YORK, Pa. — The York County SPCA announced that its high-volume spay/neuter clinic will re-open on May 26, with modified COVID-19 safety protocols in place.
The clinic has been closed since March due to the COVID-19 pandemic, in an effort to conserve Personal Protective Equipment and to prevent the spread of the virus, the York County SPCA said in a press release.
"The Pennsylvania Veterinary Medical Association has since revised their statement, now allowing veterinarians to use their professional judgement to resume these elective procedures, while still adhering to state policies and recommendations regarding social distancing," the York County SPCA said.
After careful consideration and consultation of recommendations from the CDC, AVMA, and shelter medicine experts, the York County SPCA decided to re-open with modifications to its scheduling, intake, and discharge procedures.
The agency said one of the biggest negative impacts COVID-19 has had on the York County SPCA is the increase in kittens born because caretakers were unable to have free-roaming cats spayed or neutered at its facility. For that reason, Trap-Neuter-Return cases will be given scheduling priority, to prevent pregnancy and new litters to the community cat population.
"We will also give scheduling priority to those clients with a pet who may be pregnant," the York County SPCA said. "Once the clinic has caught up on TNR patients, the vet team will begin seeing rescheduled patients next.'
Due to the backlog of spay/neuter appointments, the York County SPCA said the waiting period to schedule new patients will last until August.
"We regret the long wait and will do everything we can to get caught up as quickly and as safely as possible," the agency said.

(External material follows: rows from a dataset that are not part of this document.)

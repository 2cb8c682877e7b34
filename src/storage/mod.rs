pub mod account;
pub mod certificates;

use std::{
    fs::{self, DirBuilder, OpenOptions},
    io::{ErrorKind, Write},
    path::Path,
};

#[cfg(unix)]
use std::os::unix::fs::{DirBuilderExt, OpenOptionsExt, PermissionsExt};

use log::warn;

use crate::error::StorageError;

/// Creates `path` (and parents) owner-only; an existing directory is fine.
pub(crate) fn create_private_dir(path: &Path) -> Result<(), StorageError> {
    let mut builder = DirBuilder::new();
    builder.recursive(true);
    #[cfg(unix)]
    builder.mode(0o700);
    builder.create(path).map_err(|source| StorageError::CreateDir {
        path: path.to_path_buf(),
        source,
    })
}

/// Writes `content` with 0600 permissions, truncating unless `create_new`.
pub(crate) fn write_secure_file(path: &Path, content: &[u8], create_new: bool) -> Result<(), StorageError> {
    let mut options = OpenOptions::new();
    options.write(true);
    if create_new {
        options.create_new(true);
    } else {
        options.create(true).truncate(true);
    }
    #[cfg(unix)]
    options.mode(0o600);

    let write_err = |source: std::io::Error| StorageError::Write {
        path: path.to_path_buf(),
        source,
    };
    let mut file = options.open(path).map_err(|source| {
        if source.kind() == ErrorKind::AlreadyExists {
            StorageError::AlreadyExists(path.to_path_buf())
        } else {
            write_err(source)
        }
    })?;
    file.write_all(content).map_err(write_err)?;
    file.flush().map_err(write_err)?;
    tighten_permissions(path);
    Ok(())
}

/// `mode` only applies on creation; files left by older runs are narrowed here.
fn tighten_permissions(path: &Path) {
    #[cfg(unix)]
    {
        match fs::metadata(path) {
            Ok(metadata) if metadata.permissions().mode() & 0o777 != 0o600 => {
                if let Err(err) = fs::set_permissions(path, fs::Permissions::from_mode(0o600)) {
                    warn!("[store] unable to restrict permissions on {}: {err}", path.display());
                }
            }
            Ok(_) => {}
            Err(err) => warn!("[store] unable to check permissions on {}: {err}", path.display()),
        }
    }
    #[cfg(not(unix))]
    let _ = path;
}

pub(crate) fn read_file(path: &Path) -> Result<Vec<u8>, StorageError> {
    fs::read(path).map_err(|source| {
        if source.kind() == ErrorKind::NotFound {
            StorageError::NotFound(path.to_path_buf())
        } else {
            StorageError::Read {
                path: path.to_path_buf(),
                source,
            }
        }
    })
}

/// Like [`read_file`] but a missing file is `None`.
pub(crate) fn read_optional(path: &Path) -> Result<Option<Vec<u8>>, StorageError> {
    match read_file(path) {
        Ok(bytes) => Ok(Some(bytes)),
        Err(StorageError::NotFound(_)) => Ok(None),
        Err(err) => Err(err),
    }
}

#[cfg(test)]
mod tests {
    use super::*;
    use std::path::PathBuf;

    fn temp_dir() -> PathBuf {
        std::env::temp_dir().join(format!("acme-lego-fs-{}", uuid::Uuid::new_v4()))
    }

    #[test]
    #[cfg(unix)]
    fn secure_files_and_dirs_are_owner_only() {
        let root = temp_dir();
        let dir = root.join("a/b");
        create_private_dir(&dir).unwrap();
        create_private_dir(&dir).unwrap();
        assert_eq!(fs::metadata(&dir).unwrap().permissions().mode() & 0o777, 0o700);

        let file = dir.join("secret.key");
        fs::write(&file, b"old").unwrap();
        fs::set_permissions(&file, fs::Permissions::from_mode(0o644)).unwrap();
        write_secure_file(&file, b"new", false).unwrap();
        assert_eq!(fs::read(&file).unwrap(), b"new");
        assert_eq!(fs::metadata(&file).unwrap().permissions().mode() & 0o777, 0o600);

        fs::remove_dir_all(root).ok();
    }

    #[test]
    fn create_new_refuses_existing() {
        let root = temp_dir();
        create_private_dir(&root).unwrap();
        let file = root.join("account.key");
        write_secure_file(&file, b"one", true).unwrap();
        let err = write_secure_file(&file, b"two", true).unwrap_err();
        assert!(matches!(err, StorageError::AlreadyExists(_)));
        assert_eq!(fs::read(&file).unwrap(), b"one");
        fs::remove_dir_all(root).ok();
    }

    #[test]
    fn missing_reads() {
        let path = temp_dir().join("nothing");
        assert!(matches!(read_file(&path), Err(StorageError::NotFound(_))));
        assert!(read_optional(&path).unwrap().is_none());
    }
}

New appointments can be made online at: www.ycspca.org.
"We anticipate that the coronavirus will continue to delay our scheduling for the remainder of 2020," the York County SPCA said.
"On behalf of the entire management team at the York County SPCA, thank you for your patience and understanding as we adapt our operating procedures so that we can resume essential veterinary services for York County communities and animals," the agency concluded.